Bolling, Walter & Gawthrop, Donald S. Walter and George E. Murphy, Sacramento, for defendants and respondents.

Irell & Manella, James N. Adler, Gregory R. Smith, Keith B. Bardellini and David I. Gindler, Los Angeles, as amici curiae on behalf of defendants and respondents.

BROUSSARD, Justice.

The main issue presented is whether an employee may maintain a civil action in the courts for intentional infliction of emotional distress against his employer and fellow employee when the conduct complained of has caused total, permanent, mental and physical disability compensable under workers' compensation law. We conclude that when the employee's claim is based on conduct normally occurring in the workplace, it is within the exclusive jurisdiction of the Workers' Compensation Appeals Board.

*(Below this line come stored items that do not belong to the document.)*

use anyhow::{Context, Result};
use clap::{Parser, Subcommand};
use relaynote::display::{format_note, format_relay};
use relaynote::nostr_core::{decode_event_id, decode_pubkey, short_hex, short_npub, LinkMarkup};
use relaynote::{probe_signer, Config, Draft, KeyFileSigner, Orchestrator, QueryLimits, RelayPool, View};
use std::collections::HashSet;
use std::io::IsTerminal;
use std::sync::Arc;
use std::time::Duration;
use tokio::signal;
use tracing_subscriber::{layer::SubscriberExt, util::SubscriberInitExt};

#[derive(Parser)]
#[command(name = "relaynote")]
#[command(about = "Read and post Nostr notes across several relays")]
#[command(version)]
struct Cli {
    #[command(subcommand)]
    command: Commands,

    /// Configuration file path
    #[arg(short, long)]
    config: Option<String>,

    /// Relay to use instead of the configured ones (repeatable)
    #[arg(short, long = "relay")]
    relays: Vec<String>,
}

#[derive(Subcommand)]
enum Commands {
    /// Show recent notes
    Feed,
    /// Show recent notes and keep refreshing until Ctrl+C
    Watch,
    /// Show a thread (hex id, note1 or nevent1)
    Thread { id: String },
    /// Show a profile and its notes (hex, npub or nprofile)
    Profile { pubkey: String },
    /// List relays with their information documents
    Relays,
    /// Publish a note
    Post {
        content: String,
        /// NIP-14 subject line
        #[arg(long)]
        subject: Option<String>,
        /// Event being replied to
        #[arg(long)]
        reply_to: Option<String>,
        /// Thread root, when different from the event being replied to
        #[arg(long)]
        root: Option<String>,
    },
    /// Validate configuration and probe the signer
    Check,
}

#[tokio::main]
async fn main() -> Result<()> {
    let cli = Cli::parse();

    let mut config = Config::load(cli.config.as_deref()).with_context(|| "Failed to load config")?;
    config.expand_paths();
    if !cli.relays.is_empty() {
        config.relays.urls = cli.relays.clone();
    }

    init_logging(&config.logging.level)?;

    config
        .validate()
        .with_context(|| "Configuration validation failed")?;

    if let Commands::Check = cli.command {
        return check_config(&config).await;
    }

    let pool = RelayPool::new(config.fetch_timeout()).with_context(|| "Failed to create relay pool")?;
    let orchestrator = Orchestrator::new(Arc::new(pool.clone()), QueryLimits::from(&config));
    orchestrator.connect(config.relays.urls.clone()).await;

    let links = if std::io::stdout().is_terminal() {
        LinkMarkup::Terminal
    } else {
        LinkMarkup::Plain
    };

    let result = match cli.command {
        Commands::Feed => show_feed(&orchestrator, links).await,
        Commands::Watch => watch_feed(&orchestrator, &config, links).await,
        Commands::Thread { id } => show_thread(&orchestrator, &id, links).await,
        Commands::Profile { pubkey } => show_profile(&orchestrator, &pubkey, links).await,
        Commands::Relays => show_relays(&orchestrator).await,
        Commands::Post {
            content,
            subject,
            reply_to,
            root,
        } => post_note(&orchestrator, &config, content, subject, reply_to, root).await,
        Commands::Check => Ok(()),
    };

    pool.disconnect().await;
    result
}

async fn show_feed(orchestrator: &Orchestrator, links: LinkMarkup) -> Result<()> {
    orchestrator.set_view(View::Feed).await;
    let state = orchestrator.state().await;
    if let Some(error) = &state.last_error {
        anyhow::bail!("Feed unavailable: {}", error);
    }
    for event in state.events() {
        println!("{}\n", format_note(&event, orchestrator.cache(), links));
    }
    Ok(())
}

async fn watch_feed(orchestrator: &Orchestrator, config: &Config, links: LinkMarkup) -> Result<()> {
    orchestrator.set_view(View::Feed).await;
    let _refresh = orchestrator.start_auto_refresh(config.refresh_interval());

    let mut printed = HashSet::new();
    let mut ticker = tokio::time::interval(Duration::from_secs(1));
    loop {
        tokio::select! {
            _ = signal::ctrl_c() => {
                tracing::info!("Received Ctrl+C");
                break;
            }
            _ = ticker.tick() => {
                for event in orchestrator.state().await.events() {
                    if printed.insert(event.id.clone()) {
                        println!("{}\n", format_note(&event, orchestrator.cache(), links));
                    }
                }
            }
        }
    }
    Ok(())
}

async fn show_thread(orchestrator: &Orchestrator, id: &str, links: LinkMarkup) -> Result<()> {
    let event_id = decode_event_id(id).with_context(|| format!("Invalid event id: {}", id))?;
    orchestrator.open_thread(&event_id).await;

    let state = orchestrator.state().await;
    let (Some(thread), View::Thread(info)) = (state.thread(), &state.view) else {
        anyhow::bail!("Thread view was replaced before it loaded");
    };

    match &thread.root {
        Some(root) => println!("{}\n", format_note(root, orchestrator.cache(), links)),
        None => println!("(root {} not found on any relay)\n", short_hex(&info.root_id)),
    }
    println!("{} repl{}", thread.replies.len(), if thread.replies.len() == 1 { "y" } else { "ies" });
    for reply in &thread.replies {
        println!("\n{}", format_note(reply, orchestrator.cache(), links));
    }
    Ok(())
}

async fn show_profile(orchestrator: &Orchestrator, input: &str, links: LinkMarkup) -> Result<()> {
    let pubkey = decode_pubkey(input).with_context(|| format!("Invalid public key: {}", input))?;
    orchestrator.set_view(View::profile(pubkey.clone())).await;

    let metadata = orchestrator.cache().profile(&pubkey).unwrap_or_default();
    println!("{}", metadata.handle().unwrap_or("(unknown)"));
    println!("{}", short_npub(&pubkey));
    if let Some(about) = &metadata.about {
        println!("{}", about);
    }
    if let Some(nip05) = &metadata.nip05 {
        println!("nip05: {}", nip05);
    }
    println!();

    for event in orchestrator.state().await.events().iter().rev() {
        println!("{}\n", format_note(event, orchestrator.cache(), links));
    }
    Ok(())
}

async fn show_relays(orchestrator: &Orchestrator) -> Result<()> {
    orchestrator.set_view(View::RelayDirectory).await;
    for relay in orchestrator.relays().await {
        let metadata = orchestrator.cache().relay(&relay);
        println!("{}", format_relay(&relay, metadata.as_ref()));
    }
    Ok(())
}

async fn post_note(
    orchestrator: &Orchestrator,
    config: &Config,
    content: String,
    subject: Option<String>,
    reply_to: Option<String>,
    root: Option<String>,
) -> Result<()> {
    let signer = signer_from_config(config)?;
    probe_signer(&signer, config.signer.probe_attempts, config.probe_delay())
        .await
        .with_context(|| "Signer is not available")?;

    let decode = |id: Option<String>| -> Result<Option<String>> {
        id.map(|id| decode_event_id(&id).with_context(|| format!("Invalid event id: {}", id)))
            .transpose()
    };
    let draft = Draft {
        content,
        subject,
        reply_to: decode(reply_to)?,
        root: decode(root)?,
    };

    let event = orchestrator
        .publish(&signer, &draft)
        .await
        .with_context(|| "Failed to publish note")?;
    orchestrator.wait_for_broadcasts().await;

    println!("Published {}", event.id);
    Ok(())
}

fn signer_from_config(config: &Config) -> Result<KeyFileSigner> {
    let path = config
        .signer
        .identity_file
        .as_ref()
        .with_context(|| "No identity file configured (set signer.identity_file or RELAYNOTE_IDENTITY)")?;
    Ok(KeyFileSigner::new(path))
}

async fn check_config(config: &Config) -> Result<()> {
    println!("Testing configuration...");
    println!("✓ Configuration is valid");
    println!("  Relays: {}", config.relays.urls.join(", "));

    match signer_from_config(config) {
        Ok(signer) => {
            match probe_signer(&signer, config.signer.probe_attempts, config.probe_delay()).await {
                Ok(pubkey) => {
                    println!("✓ Signer is available");
                    println!("  Public key: {}", short_npub(&pubkey));
                }
                Err(e) => {
                    println!("⚠ Signer probe failed: {}", e);
                    println!("  (Reading still works, publishing will not)");
                }
            }
        }
        Err(e) => println!("⚠ {}", e),
    }

    println!("\nConfiguration test completed successfully!");
    Ok(())
}

fn init_logging(level: &str) -> Result<()> {
    let filter = match level.to_lowercase().as_str() {
        "error" => tracing::Level::ERROR,
        "warn" => tracing::Level::WARN,
        "info" => tracing::Level::INFO,
        "debug" => tracing::Level::DEBUG,
        "trace" => tracing::Level::TRACE,
        _ => tracing::Level::INFO,
    };

    tracing_subscriber::registry()
        .with(
            tracing_subscriber::EnvFilter::try_from_default_env()
                .unwrap_or_else(|_| tracing_subscriber::EnvFilter::new(filter.to_string())),
        )
        .with(
            tracing_subscriber::fmt::layer()
                .with_target(false)
                .with_thread_ids(false)
                .with_thread_names(false)
                .with_writer(std::io::stderr)
                .compact(),
        )
        .init();

    Ok(())
}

The trial court sustained the demurrer of defendants, Fair Oaks Fire Protection District and its assistant fire chief, without leave to amend on the ground that plaintiffs' claims came within the exclusive jurisdiction of the Workers' Compensation Appeals Board. The Court of Appeal affirmed as to eight of the ten causes of action alleged but reversed with directions to permit amendment of the complaint as to causes of action for defamation and for false light invasion of privacy. We granted plaintiffs' petition for review. There is no challenge to the Court of Appeal's holding that the causes of action for defamation and privacy are not barred by the exclusive remedy provisions of the Labor Code. Plaintiffs challenge the Court of Appeal determination that their other claims are within the exclusive jurisdiction of the board.

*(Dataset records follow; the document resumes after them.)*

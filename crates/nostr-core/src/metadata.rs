//! Profile (kind 0) and relay (NIP-11) descriptor records.

use serde::{Deserialize, Serialize};
use std::collections::HashMap;

/// Profile metadata published as kind 0 content. Every field may be unknown.
#[derive(Debug, Clone, Default, PartialEq, Eq, Serialize, Deserialize)]
pub struct UserMetadata {
    #[serde(default, skip_serializing_if = "Option::is_none")]
    pub name: Option<String>,
    #[serde(default, skip_serializing_if = "Option::is_none")]
    pub display_name: Option<String>,
    /// Older clients publish `displayName`; many profiles carry both spellings.
    #[serde(default, rename = "displayName", skip_serializing)]
    pub display_name_camel: Option<String>,
    #[serde(default, skip_serializing_if = "Option::is_none")]
    pub picture: Option<String>,
    #[serde(default, skip_serializing_if = "Option::is_none")]
    pub banner: Option<String>,
    #[serde(default, skip_serializing_if = "Option::is_none")]
    pub about: Option<String>,
    #[serde(default, skip_serializing_if = "Option::is_none")]
    pub website: Option<String>,
    #[serde(default, skip_serializing_if = "Option::is_none")]
    pub nip05: Option<String>,
    #[serde(default, skip_serializing_if = "Option::is_none")]
    pub lud16: Option<String>,
}

fn non_empty(field: &Option<String>) -> Option<&str> {
    field.as_deref().map(str::trim).filter(|s| !s.is_empty())
}

impl UserMetadata {
    /// Parse kind 0 content. Anything that is not a well-typed JSON object fails.
    pub fn from_content(content: &str) -> Result<Self, serde_json::Error> {
        serde_json::from_str(content)
    }

    /// Handle shown for this profile: `name`, then the display name.
    pub fn handle(&self) -> Option<&str> {
        non_empty(&self.name).or_else(|| self.display())
    }

    /// Display name under either spelling.
    pub fn display(&self) -> Option<&str> {
        non_empty(&self.display_name).or_else(|| non_empty(&self.display_name_camel))
    }
}

/// Relay information document (NIP-11).
#[derive(Debug, Clone, Default, PartialEq, Eq, Serialize, Deserialize)]
pub struct RelayMetadata {
    #[serde(default, skip_serializing_if = "Option::is_none")]
    pub name: Option<String>,
    #[serde(default, skip_serializing_if = "Option::is_none")]
    pub description: Option<String>,
    #[serde(default, skip_serializing_if = "Option::is_none")]
    pub pubkey: Option<String>,
    #[serde(default, skip_serializing_if = "Option::is_none")]
    pub contact: Option<String>,
    #[serde(default, skip_serializing_if = "Option::is_none")]
    pub supported_nips: Option<Vec<u32>>,
    #[serde(default, skip_serializing_if = "Option::is_none")]
    pub software: Option<String>,
    #[serde(default, skip_serializing_if = "Option::is_none")]
    pub version: Option<String>,
}

/// Label for a relay: its advertised name, else the URL without scheme.
pub fn relay_label(url: &str, metadata: Option<&RelayMetadata>) -> String {
    if let Some(name) = metadata.and_then(|m| non_empty(&m.name)) {
        return name.to_string();
    }
    url.trim_start_matches("wss://")
        .trim_start_matches("ws://")
        .to_string()
}

/// Lookup seam used by the renderer to turn pubkeys into handles.
pub trait ProfileNames {
    /// Known handle for `pubkey`, `None` when nothing usable is cached.
    fn handle_for(&self, pubkey: &str) -> Option<String>;
}

impl ProfileNames for HashMap<String, UserMetadata> {
    fn handle_for(&self, pubkey: &str) -> Option<String> {
        self.get(pubkey).and_then(|m| m.handle()).map(str::to_string)
    }
}
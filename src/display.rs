//! Plain-text formatting of notes and relays for the command line.

use chrono::{TimeZone, Utc};
use nostr_core::render::{event_placeholder, profile_handle};
use nostr_core::{
    hashtags, relay_label, reposted_id, resolve_event, short_hex, subject, Event, LinkMarkup,
    ProfileNames, RelayMetadata, RenderOptions,
};

fn timestamp(created_at: u64) -> String {
    i64::try_from(created_at)
        .ok()
        .and_then(|secs| Utc.timestamp_opt(secs, 0).single())
        .map(|t| t.format("%Y-%m-%d %H:%M").to_string())
        .unwrap_or_else(|| created_at.to_string())
}

/// A note as a short block: header, optional subject, resolved content.
pub fn format_note(event: &Event, names: &dyn ProfileNames, links: LinkMarkup) -> String {
    let mut out = format!(
        "@{} · {} · {}",
        profile_handle(&event.pubkey, names),
        timestamp(event.created_at),
        short_hex(&event.id)
    );
    if let Some(original) = reposted_id(event) {
        out.push_str(&format!("\n  reposted {}", event_placeholder(original)));
        return out;
    }
    if let Some(subject) = subject(event) {
        out.push_str(&format!("\n  [{}]", subject));
    }
    let body = resolve_event(event, names, RenderOptions { links });
    for line in body.lines() {
        out.push_str("\n  ");
        out.push_str(line);
    }
    let tags = hashtags(&event.content);
    if !tags.is_empty() {
        out.push_str(&format!("\n  #{}", tags.join(" #")));
    }
    out
}

/// One line per relay: label, URL and advertised software.
pub fn format_relay(url: &str, metadata: Option<&RelayMetadata>) -> String {
    let label = relay_label(url, metadata);
    let mut line = format!("{:<24} {}", label, url);
    if let Some(meta) = metadata {
        if let Some(software) = &meta.software {
            line.push_str(&format!(" ({}", software));
            if let Some(version) = &meta.version {
                line.push_str(&format!(" {}", version));
            }
            line.push(')');
        }
        if let Some(nips) = &meta.supported_nips {
            line.push_str(&format!(" nips: {}", nips.len()));
        }
    } else {
        line.push_str(" (no information document)");
    }
    line
}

The allegations of the complaint may be summarized as follows: 1

Leonard Cole enlisted as a volunteer firefighter in 1964 with the district, and in the next year he was appointed a full-time firefighter. In 1970 he was appointed engineer, and in 1977 he was promoted to captain. In March 1981 he was elected union representative and continued to serve in that capacity until April 1982.

In October 1981, he was diagnosed as having high blood pressure. His physician recommended rest and recreation. In February 1982 he was examined and again found to have elevated blood pressure. He was placed on medication. The elevated blood pressure was due to unreasonable stress and pressure by the assistant chief. As union representative Cole negotiated questions of contractual interpretation with management, and the assistant chief, although formerly the union representative, deliberately harassed him in the negotiations.

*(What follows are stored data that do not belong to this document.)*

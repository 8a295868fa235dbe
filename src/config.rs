use anyhow::{Context, Result};
use serde::{Deserialize, Serialize};
use std::fs;
use std::path::PathBuf;
use std::time::Duration;

/// Relays used when none are configured or connected explicitly.
pub const DEFAULT_RELAYS: [&str; 5] = [
    "wss://relay.damus.io",
    "wss://relay.nostr.band",
    "wss://nos.lol",
    "wss://relay.snort.social",
    "wss://nostr.wine",
];

const IDENTITY_ENV: &str = "RELAYNOTE_IDENTITY";

#[derive(Debug, Deserialize, Serialize, Clone, Default)]
pub struct Config {
    #[serde(default)]
    pub relays: RelaysConfig,
    #[serde(default)]
    pub feed: FeedConfig,
    #[serde(default)]
    pub signer: SignerConfig,
    #[serde(default)]
    pub logging: LoggingConfig,
}

#[derive(Debug, Deserialize, Serialize, Clone)]
pub struct RelaysConfig {
    #[serde(default = "default_relays")]
    pub urls: Vec<String>,
    #[serde(default = "default_fetch_timeout_secs")]
    pub fetch_timeout_secs: u64,
}

#[derive(Debug, Deserialize, Serialize, Clone)]
pub struct FeedConfig {
    #[serde(default = "default_feed_limit")]
    pub limit: usize,
    #[serde(default = "default_feed_limit")]
    pub profile_limit: usize,
    #[serde(default = "default_refresh_interval_secs")]
    pub refresh_interval_secs: u64,
}

#[derive(Debug, Deserialize, Serialize, Clone)]
pub struct SignerConfig {
    pub identity_file: Option<String>,
    #[serde(default = "default_probe_attempts")]
    pub probe_attempts: u32,
    #[serde(default = "default_probe_delay_ms")]
    pub probe_delay_ms: u64,
}

#[derive(Debug, Deserialize, Serialize, Clone)]
pub struct LoggingConfig {
    #[serde(default = "default_log_level")]
    pub level: String,
}

impl Default for RelaysConfig {
    fn default() -> Self {
        Self {
            urls: default_relays(),
            fetch_timeout_secs: default_fetch_timeout_secs(),
        }
    }
}

impl Default for FeedConfig {
    fn default() -> Self {
        Self {
            limit: default_feed_limit(),
            profile_limit: default_feed_limit(),
            refresh_interval_secs: default_refresh_interval_secs(),
        }
    }
}

impl Default for SignerConfig {
    fn default() -> Self {
        Self {
            identity_file: None,
            probe_attempts: default_probe_attempts(),
            probe_delay_ms: default_probe_delay_ms(),
        }
    }
}

impl Default for LoggingConfig {
    fn default() -> Self {
        Self {
            level: default_log_level(),
        }
    }
}

fn default_relays() -> Vec<String> {
    DEFAULT_RELAYS.iter().map(|r| r.to_string()).collect()
}

fn default_fetch_timeout_secs() -> u64 {
    10
}

fn default_feed_limit() -> usize {
    50
}

fn default_refresh_interval_secs() -> u64 {
    30
}

fn default_probe_attempts() -> u32 {
    5
}

fn default_probe_delay_ms() -> u64 {
    500
}

fn default_log_level() -> String {
    "info".to_string()
}

impl Config {
    /// `<config dir>/relaynote/relaynote.toml`
    pub fn default_path() -> Option<PathBuf> {
        directories::ProjectDirs::from("", "", "relaynote")
            .map(|dirs| dirs.config_dir().join("relaynote.toml"))
    }

    pub fn load_from_file(path: &str) -> Result<Self> {
        let expanded_path = shellexpand::tilde(path);
        let content = fs::read_to_string(expanded_path.as_ref())
            .with_context(|| format!("Failed to read config file: {}", path))?;

        let mut config: Config =
            toml::from_str(&content).with_context(|| "Failed to parse TOML config")?;
        config.apply_env();
        Ok(config)
    }

    /// Load an explicit path, or the default path when it exists, or defaults.
    pub fn load(path: Option<&str>) -> Result<Self> {
        if let Some(path) = path {
            return Self::load_from_file(path);
        }
        match Self::default_path() {
            Some(default) if default.exists() => Self::load_from_file(&default.to_string_lossy()),
            _ => {
                let mut config = Self::default();
                config.apply_env();
                Ok(config)
            }
        }
    }

    fn apply_env(&mut self) {
        if self.signer.identity_file.is_none() {
            if let Ok(path) = std::env::var(IDENTITY_ENV) {
                self.signer.identity_file = Some(path);
            }
        }
    }

    pub fn validate(&self) -> Result<()> {
        for url in &self.relays.urls {
            if !url.starts_with("wss://") && !url.starts_with("ws://") {
                anyhow::bail!("Relay URL must start with ws:// or wss://: {}", url);
            }
        }

        if self.relays.fetch_timeout_secs == 0 {
            anyhow::bail!("relays.fetch_timeout_secs must be greater than zero");
        }

        if self.feed.limit == 0 || self.feed.profile_limit == 0 {
            anyhow::bail!("Feed limits must be greater than zero");
        }

        if self.feed.refresh_interval_secs == 0 {
            anyhow::bail!("feed.refresh_interval_secs must be greater than zero");
        }

        Ok(())
    }

    pub fn expand_paths(&mut self) {
        if let Some(path) = &self.signer.identity_file {
            self.signer.identity_file = Some(shellexpand::tilde(path).to_string());
        }
    }

    pub fn fetch_timeout(&self) -> Duration {
        Duration::from_secs(self.relays.fetch_timeout_secs)
    }

    pub fn refresh_interval(&self) -> Duration {
        Duration::from_secs(self.feed.refresh_interval_secs)
    }

    pub fn probe_delay(&self) -> Duration {
        Duration::from_millis(self.signer.probe_delay_ms)
    }
}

On one occasion the assistant chief demanded that Cole report to a meeting for performance evaluation and possible disciplinary action and refused to excuse him to attend a funeral.

Although Cole had repeatedly received superior performance ratings, the assistant chief devised a novel personnel evaluation procedure for Cole for the purpose of punishing him for his union activities. Cole was informed by various members of the fire department that the assistant chief and members of the management intended to take punitive action against him because of his union activities.

On May 11, Cole was placed on sick leave because of his hypertension. A doctor employed by the assistant chief reported that the level of hypertension disabled Cole from performing heavy duty and that he should be restricted to light duty until his blood pressure was better controlled.

Thereafter, the assistant chief notified him by mail that he was to present himself at a disciplinary hearing on June 3, 1982. The letter falsely asserted dishonesty as one of the grounds for the hearing. It stated that Cole had stated falsely that he was on workers' compensation and that he had been told by a county safety official not to report to work. 2 The assistant chief conducted the hearing before a panel of battalion chiefs. The hearing was a "kangaroo" proceeding.

Thereafter, on June 28, 1982, Cole was demoted to engineer, and was publicly stripped of his captain's badge. The assistant chief assigned him to perform "humiliating and menial duties," and he was ordered to return to duty from sick leave and assigned to work as a dispatcher, an entry level position.

On October 18, 1982, the Board of Directors of the Fair Oaks Fire Protection District reversed Cole's demotion and reinstated him as a captain at a reduced salary and placed him on probationary status. The assistant chief continued his harassment and sometime between July and September 1982, the assistant chief filed an application with the state to force Cole to retire involuntarily.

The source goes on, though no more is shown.